Florida approves plan to release genetically modified mosquitoes

Florida moves forward with contentious plan to release 750million genetically modified mosquitoes to help lessen the spread of disease

  • A biotech firm has been approved to release 750million mosquitoes in Florida
  • They contain a protein that lessens the survival rate of female offspring
  • The team hopes the insects will lower overall mosquito populations and decrease the spread of disease through mosquito bites

State regulators in Florida have approved a plan to release 750million genetically modified mosquitoes they hope could lessen the spread of disease.

Designed by the British biotech firm Oxitec, the mosquitos have been modified to pass on a particular protein when they mate, which lowers the survival chances for female offspring.

With fewer females in each subsequent generation, the researchers hope overall mosquito populations in the region will decrease along with reductions in the transmission rates of disease passed through mosquito bites.

Florida regulators have approved a plan to release 750million genetically modified Aedes aegypti mosquitoes in Monroe County as part of a testing to control mosquito populations

The modified mosquitoes – from the Aedes aegypti species – are all male and the company contends that because only female mosquitoes can bite, there is no risk to humans to releasing them.

The Environmental Protection Agency approved Oxitec’s plan in May, and Florida’s department of agriculture and consumer services gave the plan a greenlight a month later, according to a report in The Guardian.

The mosquitoes will be released across Monroe County in southern Florida, an area that includes the Florida Keys, later this summer.

The plan has been contentious, with some environmental advocacy groups arguing the EPA hasn’t adequately researched the potential consequences of releasing genetically modified mosquitoes into the wild.

‘People here in Florida do not consent to the genetically engineered mosquitoes or to being human experiments,’ Barry Wray of the Florida Keys Environmental Coalition said.
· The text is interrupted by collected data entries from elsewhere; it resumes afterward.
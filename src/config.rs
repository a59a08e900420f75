use crate::error::ConfigError;
use std::env;
use std::path::PathBuf;

pub const DEFAULT_INPUT: &str = "source-data.json";

/// Top-level configuration for the report binary. Command-line flags take
/// precedence over anything loaded here.
#[derive(Debug, Clone)]
pub struct AppConfig {
    pub input: PathBuf,
    pub output_dir: PathBuf,
    pub preview_rows: usize,
    pub telemetry: TelemetryConfig,
}

impl AppConfig {
    pub fn load() -> Result<Self, ConfigError> {
        dotenvy::dotenv().ok();

        let input = env::var("UTILISATION_INPUT").unwrap_or_else(|_| DEFAULT_INPUT.to_string());
        let output_dir = env::var("UTILISATION_OUTPUT_DIR").unwrap_or_else(|_| ".".to_string());

        let preview_raw = env::var("UTILISATION_PREVIEW_ROWS").unwrap_or_else(|_| "10".to_string());
        let preview_rows = preview_raw
            .trim()
            .parse::<usize>()
            .ok()
            .filter(|n| *n > 0)
            .ok_or(ConfigError::InvalidPreviewRows(preview_raw))?;

        let log_level = env::var("UTILISATION_LOG_LEVEL").unwrap_or_else(|_| "info".to_string());

        Ok(Self {
            input: PathBuf::from(input),
            output_dir: PathBuf::from(output_dir),
            preview_rows,
            telemetry: TelemetryConfig { log_level },
        })
    }
}

/// Tracing controls.
#[derive(Debug, Clone)]
pub struct TelemetryConfig {
    pub log_level: String,
}
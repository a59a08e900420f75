use crate::error::LoadError;
use crate::types::{Person, SourceRecord};
use std::fs;
use std::path::Path;
use tracing::{debug, info};

#[derive(Debug, Clone, Default, PartialEq, Eq)]
pub struct LoadReport {
    pub total_records: usize,
    pub employees: usize,
    pub externals: usize,
    pub unknown_variant: usize,
    pub inactive: usize,
}

pub fn load_records(path: &Path) -> Result<(Vec<SourceRecord>, LoadReport), LoadError> {
    let raw = fs::read_to_string(path).map_err(|source| LoadError::Io {
        path: path.to_path_buf(),
        source,
    })?;
    let records = parse_records(&raw).map_err(|source| LoadError::Json {
        path: path.to_path_buf(),
        source,
    })?;
    let report = inspect(&records);
    info!(
        path = %path.display(),
        total = report.total_records,
        employees = report.employees,
        externals = report.externals,
        "loaded source records"
    );
    Ok((records, report))
}

pub fn parse_records(raw: &str) -> Result<Vec<SourceRecord>, serde_json::Error> {
    serde_json::from_str(raw)
}

pub fn inspect(records: &[SourceRecord]) -> LoadReport {
    let mut report = LoadReport {
        total_records: records.len(),
        ..LoadReport::default()
    };
    for (idx, record) in records.iter().enumerate() {
        let Some(person) = record.person() else {
            debug!(index = idx, "record has neither employees nor externals");
            report.unknown_variant += 1;
            continue;
        };
        match person {
            Person::Employee(_) => report.employees += 1,
            Person::External(_) => report.externals += 1,
        }
        if !person.is_active() {
            report.inactive += 1;
        }
    }
    report
}
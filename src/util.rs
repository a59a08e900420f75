// Utility helpers for parsing, rounding and formatting.
//
// The dataset carries its numbers as strings. Everything that turns those
// strings into display text lives here so the projector can stay a plain
// sequence of lookups.
use chrono::{Datelike, Month, NaiveDate};
use num_format::{Locale, ToFormattedString};

/// Parse a string-like value into `f64` while being forgiving about
/// formatting issues that are common in hand-maintained exports.
///
/// - Accepts `Option<&str>` so callers can pass through optional fields.
/// - Trims whitespace.
/// - Accepts exponent notation (`5e-1`).
/// - Strips commas only when they group the integer part in threes
///   (`1,250.5`); a decimal comma such as `0,5` does not parse.
/// - Returns `None` for anything that cannot be parsed or is not finite.
pub fn parse_f64_safe(s: Option<&str>) -> Option<f64> {
    let s = s?.trim();
    if s.is_empty() {
        return None;
    }
    let s = if s.contains(',') { strip_thousands(s)? } else { s.to_string() };
    s.parse::<f64>().ok().filter(|v| v.is_finite())
}

fn strip_thousands(s: &str) -> Option<String> {
    let unsigned = s.strip_prefix(['-', '+']).unwrap_or(s);
    let int_part = unsigned.split(['.', 'e', 'E']).next().unwrap_or_default();
    let mut groups = int_part.split(',');
    let head = groups.next().unwrap_or_default();
    let head_ok = (1..=3).contains(&head.len()) && head.bytes().all(|b| b.is_ascii_digit());
    let rest_ok = groups.all(|g| g.len() == 3 && g.bytes().all(|b| b.is_ascii_digit()));
    let fraction_clean = !unsigned[int_part.len()..].contains(',');
    (head_ok && rest_ok && fraction_clean).then(|| s.replace(',', ""))
}

/// Unparsable or missing numbers count as zero.
pub fn parse_or_zero(s: Option<&str>) -> f64 {
    parse_f64_safe(s).unwrap_or(0.0)
}

/// Treat an empty string the same as an absent field.
pub fn non_empty(s: Option<&str>) -> Option<&str> {
    s.filter(|v| !v.is_empty())
}

/// Round half away from zero (`0.5 -> 1`, `12.5 -> 13`).
pub fn round_to_i64(n: f64) -> i64 {
    if !n.is_finite() {
        return 0;
    }
    n.round() as i64
}

/// `"0.8234"` -> `"82%"`. Unparsable input renders as `"0%"`.
pub fn format_percent(rate: &str) -> String {
    format!("{}%", round_to_i64(parse_or_zero(Some(rate)) * 100.0))
}

pub fn format_eur(amount: f64) -> String {
    format!("{} EUR", round_to_i64(amount))
}

/// Unrounded amount, e.g. `3200.5 EUR`; whole amounts print without a
/// fraction.
pub fn format_eur_raw(amount: f64) -> String {
    format!("{} EUR", amount)
}

pub fn format_number(n: f64, decimals: usize) -> String {
    // Fixed decimals plus locale-aware thousands separators (`1,234,567.89`).
    let neg = n.is_sign_negative() && n != 0.0;
    let s = format!("{:.*}", decimals, n.abs());
    let mut parts = s.split('.');
    let int_part = parts.next().unwrap_or("0");
    let frac_part = parts.next();
    let int_val: i64 = int_part.parse().unwrap_or(0);
    let mut res = int_val.to_formatted_string(&Locale::en);
    if let Some(frac) = frac_part {
        res.push('.');
        res.push_str(frac);
    }
    if neg {
        format!("-{}", res)
    } else {
        res
    }
}

pub fn format_int<T>(n: T) -> String
where
    T: ToFormattedString,
{
    // Counts in console messages (e.g. `1,204 records loaded`).
    n.to_formatted_string(&Locale::en)
}

pub fn parse_date_safe(s: Option<&str>) -> Option<NaiveDate> {
    let s = s?.trim();
    if s.is_empty() {
        return None;
    }
    NaiveDate::parse_from_str(s, "%Y-%m-%d").ok()
}

/// Month labels derived from a reference date.
#[derive(Debug, Clone, PartialEq, Eq)]
pub struct MonthFrame {
    pub current_month_name: &'static str,
    pub previous_month_name: &'static str,
    /// `YYYY-MM` of the previous calendar month.
    pub previous_month_key: String,
}

impl MonthFrame {
    pub fn from_reference(date: NaiveDate) -> Self {
        let (prev_year, prev_month) = match date.month() {
            1 => (date.year() - 1, 12),
            m => (date.year(), m - 1),
        };
        Self {
            current_month_name: month_name(date.month()),
            previous_month_name: month_name(prev_month),
            previous_month_key: format!("{}-{:02}", prev_year, prev_month),
        }
    }
}

fn month_name(month: u32) -> &'static str {
    // `Datelike::month` is always 1..=12.
    u8::try_from(month)
        .ok()
        .and_then(|m| Month::try_from(m).ok())
        .map(|m| m.name())
        .unwrap_or("")
}

#[cfg(test)]
mod tests {
    use super::*;

    fn date(y: i32, m: u32, d: u32) -> NaiveDate {
        NaiveDate::from_ymd_opt(y, m, d).expect("valid date")
    }

    #[test]
    fn parse_is_forgiving_but_strict_about_text() {
        assert_eq!(parse_f64_safe(Some(" 1,250.5 ")), Some(1250.5));
        assert_eq!(parse_f64_safe(Some("-12,000,000")), Some(-12000000.0));
        assert_eq!(parse_f64_safe(Some("NaN")), None);
        assert_eq!(parse_f64_safe(Some("inf")), None);
        assert_eq!(parse_f64_safe(Some("abc")), None);
        assert_eq!(parse_f64_safe(Some("")), None);
        assert_eq!(parse_f64_safe(None), None);
        assert_eq!(parse_or_zero(Some("0.5x")), 0.0);
    }

    #[test]
    fn decimal_commas_do_not_parse() {
        assert_eq!(parse_f64_safe(Some("0,5")), None);
        assert_eq!(parse_f64_safe(Some("3500,40")), None);
        assert_eq!(parse_f64_safe(Some("1,25")), None);
        assert_eq!(parse_f64_safe(Some("1,250.5,0")), None);
        assert_eq!(format_percent("0,5"), "0%");
    }

    #[test]
    fn exponent_notation_parses() {
        assert_eq!(parse_f64_safe(Some("5e-1")), Some(0.5));
        assert_eq!(parse_f64_safe(Some("1E-7")), Some(1e-7));
        assert_eq!(format_percent("5e-1"), "50%");
    }

    #[test]
    fn percent_rounds_half_away_from_zero() {
        assert_eq!(format_percent("0.8234"), "82%");
        assert_eq!(format_percent("0.125"), "13%");
        assert_eq!(format_percent("1"), "100%");
        assert_eq!(format_percent("garbage"), "0%");
    }

    #[test]
    fn eur_rounds_to_whole_units() {
        assert_eq!(format_eur(3500.4), "3500 EUR");
        assert_eq!(format_eur(3500.5), "3501 EUR");
        assert_eq!(format_eur(-0.2), "0 EUR");
        assert_eq!(format_eur_raw(3200.0), "3200 EUR");
        assert_eq!(format_eur_raw(3200.5), "3200.5 EUR");
    }

    #[test]
    fn format_number_inserts_separators() {
        assert_eq!(format_number(1234567.891, 2), "1,234,567.89");
        assert_eq!(format_number(-4000.0, 0), "-4,000");
        assert_eq!(format_int(12345usize), "12,345");
    }

    #[test]
    fn month_frame_mid_year() {
        let frame = MonthFrame::from_reference(date(2024, 5, 15));
        assert_eq!(frame.current_month_name, "May");
        assert_eq!(frame.previous_month_name, "April");
        assert_eq!(frame.previous_month_key, "2024-04");
    }

    #[test]
    fn month_frame_rolls_back_over_january() {
        let frame = MonthFrame::from_reference(date(2025, 1, 1));
        assert_eq!(frame.current_month_name, "January");
        assert_eq!(frame.previous_month_name, "December");
        assert_eq!(frame.previous_month_key, "2024-12");
    }

    #[test]
    fn parse_date_accepts_iso_dates_only() {
        assert_eq!(parse_date_safe(Some("2024-07-03")), Some(date(2024, 7, 3)));
        assert_eq!(parse_date_safe(Some("03/07/2024")), None);
    }
}
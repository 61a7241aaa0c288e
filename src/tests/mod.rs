//! Integration tests
//!
//! End-to-end transcodes of synthesized WAV files.

pub mod e2e;
pub mod fixtures;
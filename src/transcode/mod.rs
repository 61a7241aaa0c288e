//! Audio transcoding pipeline
//!
//! This module builds and runs the transcode topology:
//! - Audio decoder initialization from the source stream
//! - Resampling to the profile's rate and channel layout
//! - Rechunking PCM into encoder-sized frames
//! - AAC encoding and MPEG-4 muxing into the output file

pub mod decoder;
pub mod encoder;
pub mod fifo;
pub mod resampler;
pub mod topology;

pub use topology::{PipelineControl, Topology};
//! Command-line arguments

use std::path::{Path, PathBuf};

use clap::Parser;

use crate::config::EncoderConfig;
use crate::console::ColorMode;
use crate::error::Result;
use crate::profile::CONTAINER_EXTENSION;

/// Transcode an audio file to AAC in an MPEG-4 (.m4a) container.
#[derive(Parser, Debug, Clone)]
#[command(name = "m4aenc")]
#[command(author, version, about, long_about = None)]
pub struct Args {
    /// Input media file.
    pub input: PathBuf,

    /// Output file. Defaults to the input path with a .m4a extension.
    pub output: Option<PathBuf>,

    /// Quality level: 1 = 96kbps, 2 = 128kbps, 3 = 160kbps, 4 = 192kbps.
    /// Values outside that range are clamped.
    #[arg(allow_negative_numbers = true)]
    pub quality: Option<i32>,

    /// Overwrite the output file if it exists.
    #[arg(short, long)]
    pub force: bool,

    /// Debug logging and detailed error messages.
    #[arg(short, long)]
    pub verbose: bool,

    /// Configuration file (TOML).
    #[arg(short, long)]
    pub config: Option<PathBuf>,

    /// When to use colors.
    #[arg(long, value_enum)]
    pub color: Option<ColorMode>,
}

impl Args {
    /// Load the configuration file named on the command line, or the defaults.
    pub fn load_config(&self) -> Result<EncoderConfig> {
        match &self.config {
            Some(path) => EncoderConfig::from_file(path),
            None => Ok(EncoderConfig::default()),
        }
    }

    /// Output path: the one given, or derived from the input.
    pub fn output_path(&self) -> PathBuf {
        output_path(&self.input, self.output.as_deref())
    }

    /// Quality level: the one given, or the configured one.
    pub fn quality(&self, config: &EncoderConfig) -> i32 {
        self.quality.unwrap_or(config.quality)
    }

    pub fn color(&self, config: &EncoderConfig) -> ColorMode {
        self.color.unwrap_or(config.color)
    }
}

/// Derive the output path. Without an explicit output the input's extension
/// is replaced with `.m4a`, or appended when there is none.
pub fn output_path(input: &Path, output: Option<&Path>) -> PathBuf {
    match output {
        Some(output) if !output.as_os_str().is_empty() => output.to_path_buf(),
        _ => input.with_extension(CONTAINER_EXTENSION),
    }
}

/// Whether `a` and `b` name the same existing file, following symlinks and
/// relative components.
pub fn is_same_file(a: &Path, b: &Path) -> bool {
    match (std::fs::canonicalize(a), std::fs::canonicalize(b)) {
        (Ok(a), Ok(b)) => a == b,
        _ => false,
    }
}
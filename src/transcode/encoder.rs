//! AAC encoder for the transcoding pipeline
//!
//! Wraps an FFmpeg `AVCodecContext` to encode PCM frames (FLTP) to AAC-LC
//! packets at the rate, layout and bitrate of a [`TranscodeProfile`].

use crate::error::{FfmpegError, Result};
use crate::ffmpeg::helpers::encoder_codec_parameters;
use crate::profile::TranscodeProfile;
use ffmpeg_next as ffmpeg;
use ffmpeg_next::codec;

use super::resampler::ENCODER_SAMPLE_FORMAT;

/// AAC frame size used when the encoder does not report one
pub const AAC_FRAME_SIZE: usize = 1024;

/// AAC encoder backed by a real FFmpeg codec context
pub struct AacEncoder {
    encoder: ffmpeg::encoder::Audio,
    frame_size: usize,
    time_base: ffmpeg::Rational,
}

impl AacEncoder {
    /// Open an AAC encoder for `profile`.
    ///
    /// `global_header` must be set when the output container stores codec
    /// extradata out of band (MP4 does).
    pub fn open(profile: &TranscodeProfile, global_header: bool) -> Result<Self> {
        let codec = codec::encoder::find(profile.codec.codec_id()).ok_or_else(|| {
            FfmpegError::EncoderNotFound("AAC encoder not found in this FFmpeg build".into())
        })?;

        let time_base = ffmpeg::Rational::new(1, profile.sample_rate as i32);

        // Build context and configure the audio encoder BEFORE opening
        let mut context = codec::Context::new_with_codec(codec);
        context.set_time_base(time_base);
        if global_header {
            context.set_flags(codec::flag::Flags::GLOBAL_HEADER);
        }

        let mut audio_enc = context.encoder().audio().map_err(|e| {
            FfmpegError::EncoderConfigure(format!("Cannot get audio encoder handle: {}", e))
        })?;

        audio_enc.set_rate(profile.sample_rate as i32);
        audio_enc.set_format(ENCODER_SAMPLE_FORMAT);
        audio_enc.set_channel_layout(profile.channel_layout());
        audio_enc.set_bit_rate(profile.bitrate() as usize);

        let encoder = audio_enc.open_as(codec).map_err(|e| {
            FfmpegError::EncoderConfigure(format!(
                "Failed to open AAC encoder ({} Hz, {} channels, {} bps): {}",
                profile.sample_rate,
                profile.channels,
                profile.bitrate(),
                e
            ))
        })?;

        let frame_size = match encoder.frame_size() as usize {
            0 => AAC_FRAME_SIZE,
            n => n,
        };

        tracing::debug!(
            sample_rate = profile.sample_rate,
            channels = profile.channels,
            bitrate = profile.bitrate(),
            frame_size,
            profile_level = format_args!("{:#04x}", profile.profile_level),
            "AAC encoder opened"
        );

        Ok(Self {
            encoder,
            frame_size,
            time_base,
        })
    }

    /// Send one PCM frame to the encoder.
    pub fn send_frame(&mut self, frame: &ffmpeg::util::frame::Audio) -> Result<()> {
        self.encoder
            .send_frame(frame)
            .map_err(|e| FfmpegError::EncodeFrame(format!("send_frame error: {}", e)).into())
    }

    /// Send EOF to flush the encoder's buffered output.
    pub fn send_eof(&mut self) -> Result<()> {
        self.encoder
            .send_eof()
            .map_err(|e| FfmpegError::EncodeFrame(format!("send_eof error: {}", e)).into())
    }

    /// Receive one encoded AAC packet, or `None` if the encoder needs more input.
    pub fn receive_packet(&mut self) -> Result<Option<ffmpeg::codec::packet::Packet>> {
        let mut packet = ffmpeg::codec::packet::Packet::empty();
        match self.encoder.receive_packet(&mut packet) {
            Ok(()) => Ok(Some(packet)),
            Err(ffmpeg::Error::Other { errno }) if errno == ffmpeg::error::EAGAIN => Ok(None),
            Err(ffmpeg::Error::Eof) => Ok(None),
            Err(e) => {
                Err(FfmpegError::EncodeFrame(format!("receive_packet error: {}", e)).into())
            }
        }
    }

    /// The number of samples per channel the encoder expects per frame.
    pub fn frame_size(&self) -> usize {
        self.frame_size
    }

    /// The encoder timebase (1 / sample_rate).
    pub fn time_base(&self) -> ffmpeg::Rational {
        self.time_base
    }

    /// Codec parameters for the encoded stream (for muxer stream setup).
    pub fn codec_parameters(&self) -> ffmpeg::codec::Parameters {
        encoder_codec_parameters(&self.encoder)
    }
}
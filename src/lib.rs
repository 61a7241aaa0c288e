//! m4aenc
//!
//! Transcodes an audio file to AAC in an MPEG-4 (`.m4a`) container. FFmpeg
//! does the demuxing, decoding, resampling, encoding and muxing; this crate
//! builds the transcode profile and topology, runs it as a session on a
//! background thread and reports progress.

pub mod cli;
pub mod config;
pub mod console;
pub mod duration;
pub mod encode;
pub mod error;
pub mod ffmpeg;
pub mod profile;
pub mod session;
pub mod source;
pub mod transcode;

#[cfg(test)]
mod tests;

pub use error::{EncodeError, FfmpegError, Result};
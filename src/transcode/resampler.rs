//! Audio resampler for the transcoding pipeline
//!
//! Converts decoded PCM frames to the profile's sample rate and channel
//! layout in planar float (`FLTP`), the format the AAC encoder expects.

use crate::error::{FfmpegError, Result};
use crate::ffmpeg::helpers::resampler_out_samples;
use ffmpeg_next as ffmpeg;
use ffmpeg_next::software::resampling;
use ffmpeg_next::util::channel_layout::ChannelLayout;
use ffmpeg_next::util::format::sample::Sample;

/// Sample format required by the AAC encoder
pub const ENCODER_SAMPLE_FORMAT: Sample = Sample::F32(ffmpeg::util::format::sample::Type::Planar);

/// Audio resampler wrapping FFmpeg's `SwrContext`
pub struct AudioResampler {
    context: resampling::Context,
    output_rate: u32,
    output_layout: ChannelLayout,
}

impl AudioResampler {
    /// Create a resampler that converts the format described by `src_frame` to
    /// `target_rate` / `target_layout` / FLTP.
    pub fn new(
        src_frame: &ffmpeg::util::frame::Audio,
        target_rate: u32,
        target_layout: ChannelLayout,
    ) -> Result<Self> {
        let context = resampling::Context::get(
            src_frame.format(),
            source_layout(src_frame),
            src_frame.rate(),
            ENCODER_SAMPLE_FORMAT,
            target_layout,
            target_rate,
        )
        .map_err(|e| {
            FfmpegError::ResamplerCreate(format!(
                "{:?} {} Hz, {} channels -> {} Hz: {}",
                src_frame.format(),
                src_frame.rate(),
                src_frame.channels(),
                target_rate,
                e
            ))
        })?;

        Ok(Self {
            context,
            output_rate: target_rate,
            output_layout: target_layout,
        })
    }

    /// Convert one input PCM frame.
    ///
    /// Returns `None` when the resampler buffered the input without producing
    /// output yet.
    pub fn convert(
        &mut self,
        frame: &ffmpeg::util::frame::Audio,
    ) -> Result<Option<ffmpeg::util::frame::Audio>> {
        // Size the output for everything the SwrContext can emit, including
        // samples buffered from earlier calls. `run` only allocates an empty
        // frame for `input.samples()`, which starves upsampling.
        let capacity = resampler_out_samples(&mut self.context, frame.samples())
            .max(frame.samples())
            .max(1);
        let mut out = self.output_frame(capacity);

        self.context
            .run(frame, &mut out)
            .map_err(|e| FfmpegError::Resample(format!("Resampling error: {}", e)))?;

        Ok(non_empty(out))
    }

    /// Drain the samples the resampler still holds (its filter delay) at end
    /// of stream. Call until it returns `None`.
    pub fn flush(&mut self) -> Result<Option<ffmpeg::util::frame::Audio>> {
        let pending = resampler_out_samples(&mut self.context, 0);
        if pending == 0 {
            return Ok(None);
        }

        // The output frame must carry the target format and layout, otherwise
        // swr reports the output configuration as changed.
        let mut out = self.output_frame(pending);
        self.context
            .flush(&mut out)
            .map_err(|e| FfmpegError::Resample(format!("Resampler flush error: {}", e)))?;

        Ok(non_empty(out))
    }

    fn output_frame(&self, capacity: usize) -> ffmpeg::util::frame::Audio {
        let mut frame =
            ffmpeg::util::frame::Audio::new(ENCODER_SAMPLE_FORMAT, capacity, self.output_layout);
        frame.set_rate(self.output_rate);
        frame
    }
}

fn non_empty(frame: ffmpeg::util::frame::Audio) -> Option<ffmpeg::util::frame::Audio> {
    (frame.samples() > 0).then_some(frame)
}

/// The frame's channel layout, or a default one derived from its channel
/// count when the decoder did not set one.
fn source_layout(frame: &ffmpeg::util::frame::Audio) -> ChannelLayout {
    if frame.channel_layout().bits() != 0 {
        return frame.channel_layout();
    }
    ChannelLayout::default(i32::from(frame.channels()))
}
In June, a collection of environmental advocacy groups filed a suit against the EPA to stop the tests from going forward, alleging the agency had violated the Endangered Species Act by approving the project without sufficient vetting.

Developed by the British biotech firm Oxitec, the mosquitos contain a protein that lowers the chances of survival for female offspring, which could lead to a gradual decline in overall mosquito populations and reduce the spread of mosquito-born diseases

Jaydee Hanson of the International Center for Technology Assessment and Center for Food Safety described it as the equivalent of a ‘Jurassic Park experiment’ and claimed the EPA had ‘unlawfully refused to seriously analyze environmental risks.’

Despite the objections, Oxitec has secured EPA approval for further testing in Harris county, Texas, where it plans to release even more mosquitoes in 2021.

If the mosquitoes prove effective, Oxitec hopes they can be used in regions with high prevalence of mosquito-born diseases like Dengue fever and Zika virus.